Интересно, Гоир сам верит своим словам? Наверное, верит. По крайней мере, врёт он настолько вдохновенно, что распознать в его речах искажение действительности совершенно невозможно. Пока слушаешь. Потом, разумеется, сопоставив свидетельства разных людей, приходишь к выводу, что большая часть откровений ллавана – жутчайший вымысел, но крупицы истины всё же имеются. Слишком редкие, чтобы быть заметными, но не теряющие от этого своей значимости. Собственно говоря, именно эта способность вдохновлять в своё время и затащила меня и двух тойменов в управу: мы самым глупым и наивным образом поддались очарованию. Ну ладно, Дарис и Ксантер, мальчишки сразу после Академии, ни дня не работавшие ни в одной управе. А вот я... Честно говоря, стыдно, имея опыт расставания с очень похожими ллаванами, снова попасться на тот же крючок. Впрочем, не скажу, что сильно жалею об этом. Наверное, вообще не жалею, потому что наконец-то смог найти для себя занятие понятное и исполнимое, к тому же, позволяющее выкроить время под собственные маленькие удовольствия.
Но главный вопрос остался без ответа, и это не может не настораживать:
– Скажите, зачем головная управа решила подмять нас под себя?
Гоир ответил не сразу.
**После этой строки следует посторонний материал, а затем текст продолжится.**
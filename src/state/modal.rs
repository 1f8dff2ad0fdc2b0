//! Project detail overlay: at most one inspected item at a time.
//!
//! While an item is selected the modal owns two global resources on the
//! viewport: the body scroll lock and a `keydown` listener. Both are taken
//! exactly once on the first `open` and released exactly once on `close`.

use crate::viewport::{KeyHandler, ListenerId, ViewportController};

/// Key that dismisses the modal
pub const ESCAPE_KEY: &str = "Escape";

/// Where a click inside the overlay landed
#[derive(Debug, Clone, Copy, PartialEq, Eq)]
pub enum ClickTarget {
    /// The dimmed area around the dialog
    Backdrop,
    /// The dialog itself; never closes
    Content,
}

/// Overlay state for one inspected item
#[derive(Debug)]
pub struct Modal<T> {
    selected: Option<T>,
    key_listener: Option<ListenerId>,
    scroll_locked: bool,
}

impl<T> Default for Modal<T> {
    fn default() -> Self {
        Self::new()
    }
}

impl<T> Modal<T> {
    pub fn new() -> Self {
        Self {
            selected: None,
            key_listener: None,
            scroll_locked: false,
        }
    }

    pub fn selected(&self) -> Option<&T> {
        self.selected.as_ref()
    }

    pub fn is_open(&self) -> bool {
        self.selected.is_some()
    }

    /// Inspect `item`, replacing any item already shown.
    ///
    /// `on_key` is registered for the lifetime of the open modal and should
    /// route keys back to [`Modal::handle_key`]. When the modal is already
    /// open it is dropped unused and the existing listener stays.
    pub fn open<V>(&mut self, item: T, viewport: &mut V, on_key: KeyHandler)
    where
        V: ViewportController + ?Sized,
    {
        self.selected = Some(item);
        if !self.scroll_locked {
            viewport.lock_scroll();
            self.scroll_locked = true;
        }
        if self.key_listener.is_none() {
            self.key_listener = Some(viewport.on_key(on_key));
        }
    }

    /// Hide the modal and release its global resources. No-op when closed.
    /// Returns true if the modal was open.
    pub fn close<V>(&mut self, viewport: &mut V) -> bool
    where
        V: ViewportController + ?Sized,
    {
        let was_open = self.selected.take().is_some();
        if let Some(id) = self.key_listener.take() {
            viewport.off_key(id);
        }
        if self.scroll_locked {
            viewport.unlock_scroll();
            self.scroll_locked = false;
        }
        was_open
    }

    /// Escape closes. Returns true if the key closed the modal.
    pub fn handle_key<V>(&mut self, key: &str, viewport: &mut V) -> bool
    where
        V: ViewportController + ?Sized,
    {
        if key != ESCAPE_KEY || !self.is_open() {
            return false;
        }
        self.close(viewport)
    }

    /// Backdrop clicks close; content clicks are contained.
    pub fn handle_click<V>(&mut self, target: ClickTarget, viewport: &mut V) -> bool
    where
        V: ViewportController + ?Sized,
    {
        match target {
            ClickTarget::Backdrop => self.close(viewport),
            ClickTarget::Content => false,
        }
    }

    /// True while the modal still holds the scroll lock or a listener.
    pub fn holds_resources(&self) -> bool {
        self.scroll_locked || self.key_listener.is_some()
    }
}
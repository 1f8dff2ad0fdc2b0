//! Document geometry of the page's scroll-anchored sections.
//!
//! Sections keep navigation order. Lookups scan in that order so the first
//! section containing the focus point wins even if measured ranges overlap.

/// One scroll-anchored region of the page, in document coordinates
#[derive(Debug, Clone, PartialEq)]
pub struct Section {
    /// Anchor id, without the leading `#`
    pub id: String,
    /// Position in the navigation list (tie-break order)
    pub order: usize,
    /// Top edge (px from document top)
    pub top: f64,
    /// Height (px)
    pub height: f64,
}

impl Section {
    pub fn new(id: impl Into<String>, order: usize, top: f64, height: f64) -> Self {
        Self {
            id: id.into(),
            order,
            top,
            height,
        }
    }

    /// Bottom edge (exclusive)
    pub fn bottom(&self) -> f64 {
        self.top + self.height
    }

    /// True if `y` lies in `[top, top + height)`
    pub fn contains(&self, y: f64) -> bool {
        y >= self.top && y < self.bottom()
    }
}

/// Ordered section geometry for one page
#[derive(Debug, Clone, Default, PartialEq)]
pub struct SectionLayout {
    sections: Vec<Section>,
}

impl SectionLayout {
    /// Build from explicit geometry. `order` is reassigned from the slice position.
    pub fn new(sections: Vec<Section>) -> Self {
        let sections = sections
            .into_iter()
            .enumerate()
            .map(|(order, section)| Section { order, ..section })
            .collect();
        Self { sections }
    }

    /// Measure sections for `ids` using `measure(id) -> Some((top, height))`.
    ///
    /// Ids whose element cannot be measured are left out, the same way a
    /// missing anchor element never becomes active.
    pub fn measure<'a, I, F>(ids: I, mut measure: F) -> Self
    where
        I: IntoIterator<Item = &'a str>,
        F: FnMut(&str) -> Option<(f64, f64)>,
    {
        let sections = ids
            .into_iter()
            .enumerate()
            .filter_map(|(order, id)| {
                let (top, height) = measure(id)?;
                Some(Section::new(id, order, top, height))
            })
            .collect();
        Self { sections }
    }

    /// Refresh geometry after a layout change. Sections that can no longer be
    /// measured collapse to zero height so they never match.
    pub fn remeasure<F>(&mut self, mut measure: F)
    where
        F: FnMut(&str) -> Option<(f64, f64)>,
    {
        for section in &mut self.sections {
            let (top, height) = measure(&section.id).unwrap_or((section.top, 0.0));
            section.top = top;
            section.height = height;
        }
    }

    /// First section (in navigation order) containing `y`.
    pub fn section_at(&self, y: f64) -> Option<&Section> {
        self.sections.iter().find(|s| s.contains(y))
    }

    pub fn get(&self, id: &str) -> Option<&Section> {
        self.sections.iter().find(|s| s.id == id)
    }

    pub fn first(&self) -> Option<&Section> {
        self.sections.first()
    }

    pub fn iter(&self) -> impl Iterator<Item = &Section> {
        self.sections.iter()
    }

    pub fn len(&self) -> usize {
        self.sections.len()
    }

    pub fn is_empty(&self) -> bool {
        self.sections.is_empty()
    }

    /// Total document height covered by the sections.
    pub fn total_height(&self) -> f64 {
        self.sections
            .iter()
            .map(Section::bottom)
            .fold(0.0, f64::max)
    }
}
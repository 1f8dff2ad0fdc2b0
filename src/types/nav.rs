use serde::{Deserialize, Serialize};

/// One navigation anchor: a label and a `#`-prefixed section href
#[derive(Debug, Serialize, Deserialize, Clone, PartialEq, Eq)]
#[serde(rename_all = "camelCase")]
pub struct NavItem {
    pub name: String,
    pub href: String,
}

impl NavItem {
    pub fn new(name: impl Into<String>, href: impl Into<String>) -> Self {
        Self {
            name: name.into(),
            href: href.into(),
        }
    }

    /// Section id this item points at (`"#about"` -> `"about"`).
    ///
    /// Returns `None` when the href is not an in-page anchor or is empty.
    pub fn section_id(&self) -> Option<&str> {
        section_id_of(&self.href)
    }
}

/// Strip the leading `#` from an in-page href.
pub fn section_id_of(href: &str) -> Option<&str> {
    href.strip_prefix('#').filter(|id| !id.is_empty())
}
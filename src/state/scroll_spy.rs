//! Scroll offset to active navigation section.
//!
//! `focus = offset + header_offset`; the first section (navigation order)
//! whose `[top, top + height)` contains the focus point becomes active. When nothing
//! matches the previous section stays active.

use crate::error::{PortfolioError, Result};
use crate::layout::SectionLayout;

/// Coalesces bursts of events into at most one pending frame.
///
/// `record` keeps only the latest value and reports whether the caller has
/// to request a frame; `take` hands the latest value to the frame callback.
#[derive(Debug, Clone, Default)]
pub struct FrameThrottle<T> {
    latest: Option<T>,
    frame_requested: bool,
}

impl<T> FrameThrottle<T> {
    pub fn new() -> Self {
        Self {
            latest: None,
            frame_requested: false,
        }
    }

    /// Store `value`. Returns true if no frame is pending yet.
    pub fn record(&mut self, value: T) -> bool {
        self.latest = Some(value);
        if self.frame_requested {
            return false;
        }
        self.frame_requested = true;
        true
    }

    /// Consume the latest value and clear the pending frame.
    pub fn take(&mut self) -> Option<T> {
        self.frame_requested = false;
        self.latest.take()
    }

    pub fn is_pending(&self) -> bool {
        self.frame_requested
    }

    /// Forget any pending value (unmount).
    pub fn reset(&mut self) {
        self.latest = None;
        self.frame_requested = false;
    }
}

/// Active-section tracker for the navigation bar
#[derive(Debug, Clone)]
pub struct ScrollSpy {
    layout: SectionLayout,
    header_offset: f64,
    current: String,
    throttle: FrameThrottle<f64>,
}

impl ScrollSpy {
    /// The first section starts out active.
    ///
    /// # Errors
    /// Returns [`PortfolioError::NoSections`] for an empty layout.
    pub fn new(layout: SectionLayout, header_offset: f64) -> Result<Self> {
        let current = layout.first().ok_or(PortfolioError::NoSections)?.id.clone();
        Ok(Self {
            layout,
            header_offset,
            current,
            throttle: FrameThrottle::new(),
        })
    }

    /// Id of the active section.
    pub fn active(&self) -> &str {
        &self.current
    }

    pub fn header_offset(&self) -> f64 {
        self.header_offset
    }

    pub fn layout(&self) -> &SectionLayout {
        &self.layout
    }

    /// Swap in re-measured geometry. The active section is kept as-is until
    /// the next update.
    pub fn set_layout(&mut self, layout: SectionLayout) {
        if !layout.is_empty() {
            self.layout = layout;
        }
    }

    pub fn layout_mut(&mut self) -> &mut SectionLayout {
        &mut self.layout
    }

    /// Recompute the active section for `scroll_offset`. Returns true if it changed.
    pub fn update(&mut self, scroll_offset: f64) -> bool {
        let focus = scroll_offset + self.header_offset;
        let Some(section) = self.layout.section_at(focus) else {
            return false;
        };
        if section.id == self.current {
            return false;
        }
        log::debug!("active section {} -> {}", self.current, section.id);
        self.current.clone_from(&section.id);
        true
    }

    /// Record a scroll event. Returns true if the caller must request a frame.
    pub fn schedule(&mut self, scroll_offset: f64) -> bool {
        self.throttle.record(scroll_offset)
    }

    /// Apply the latest scheduled offset (frame callback). Returns true if the
    /// active section changed.
    pub fn flush(&mut self) -> bool {
        match self.throttle.take() {
            Some(offset) => self.update(offset),
            None => false,
        }
    }

    pub fn has_pending_frame(&self) -> bool {
        self.throttle.is_pending()
    }

    pub fn cancel_pending(&mut self) {
        self.throttle.reset();
    }
}

#[cfg(test)]
#[allow(clippy::unwrap_used, clippy::float_cmp)]
mod tests {
    use super::*;
    use crate::layout::Section;

    #[test]
    fn test_throttle_coalesces() {
        let mut throttle = FrameThrottle::new();
        assert!(throttle.record(1.0));
        assert!(!throttle.record(2.0));
        assert!(!throttle.record(3.0));
        assert_eq!(throttle.take(), Some(3.0));
        assert_eq!(throttle.take(), None);
        assert!(throttle.record(4.0));
    }

    #[test]
    fn test_empty_layout_rejected() {
        let err = ScrollSpy::new(SectionLayout::default(), 100.0).unwrap_err();
        assert!(matches!(err, PortfolioError::NoSections));
    }

    #[test]
    fn test_set_layout_ignores_empty() {
        let layout = SectionLayout::new(vec![Section::new("home", 0, 0.0, 100.0)]);
        let mut spy = ScrollSpy::new(layout, 0.0).unwrap();
        spy.set_layout(SectionLayout::default());
        assert_eq!(spy.layout().len(), 1);
    }
}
Погладил рыжеватую бороду, пожевал губами, положил ладони со слегка опухшими пальцами на стол.
– А ты сам как думаешь?
Между нами никогда не было доверительных отношений. С какой радости? Я – всего лишь вьер. Массивный мужчина почтенного, но отнюдь не преклонного возраста, умеющий заговорить до потери сознания любого собеседника – ллаван, и мы никогда не станем равными друг другу. Однако полное и обоюдное понимание неискоренимых различий не мешает нам обсуждать то, что нуждается в обсуждении. За стенами кабинета, да ещё на людях опять буду выслушивать «вечно ты во всём сомневаешься» и «занимайся только тем, что тебе поручено», но здесь и сейчас мы – на одной ступени. А потому нам предстоит несколько минут разговора разумных людей.
– Они не собираются работать.
Взгляд Гоира внимательно застыл:
– Почему ты так решил?
Я мысленно разложил по кучкам уже свершившиеся факты.
– Вы же сами утверждаете, что кроме нас мало кто способен описывать средоточения, верно?
Он кивнул:
– Истинная правда. Этому не учат в Академии.
Да, не учат. Мы учились своему ремеслу у ллавана. Хотя зачастую обучение заключалось в том, чтобы благоговейно внимать восторженным и глубокомысленным речам, но дельные советы и наставления присутствовали. В очень даже большом количестве. Можно уметь составлять заклинания, можно выучить наизусть все правила и ограничения, но если в вашей голове полученные знания так и останутся разрозненными, толку не будет. А вот когда вы создадите «средоточение» накопленного опыта в собственном разуме, то поймёте, что суть всего происходящего вокруг не проста, а ОЧЕНЬ проста.
– Следовательно, мы – чуть ли не единственные мастера средоточений?
– Разумеется. И мне стоило больших трудов вырастить из вас таких мастеров.
Морщусь. Да, если сам себя не похвалишь, никто не похвалит. Не хочу умалять заслуги Гоира, но без нашего первоначального желания учиться, а потом и внутренней, необъяснимой словами потребности совершенствоваться, ничего бы не получилось. И донельзя обидно смотреть на пыжащегося от гордости человека, который не удосуживается признать достижения остальных.
Впрочем, я не обидчив. С довольно давних пор. Почему и могу совершенно спокойно выносить чужое бахвальство. Пока оно не перельётся через край чаши моего терпения, конечно же.
– Так вот, если это – правда, пришлецы должны были бы пытаться заполучить нас под своё управление. А на деле всё произошло с точностью до наоборот: нас не только не склоняли к перезаключению договорённостей, но и ясно дали понять, что не особо нуждаются в наших услугах.
– Неужели?
Трудно сказать, воспринимал ли ллаван смысл моих слов, но услышанное заставило его задуматься. Знать бы ещё, о чём.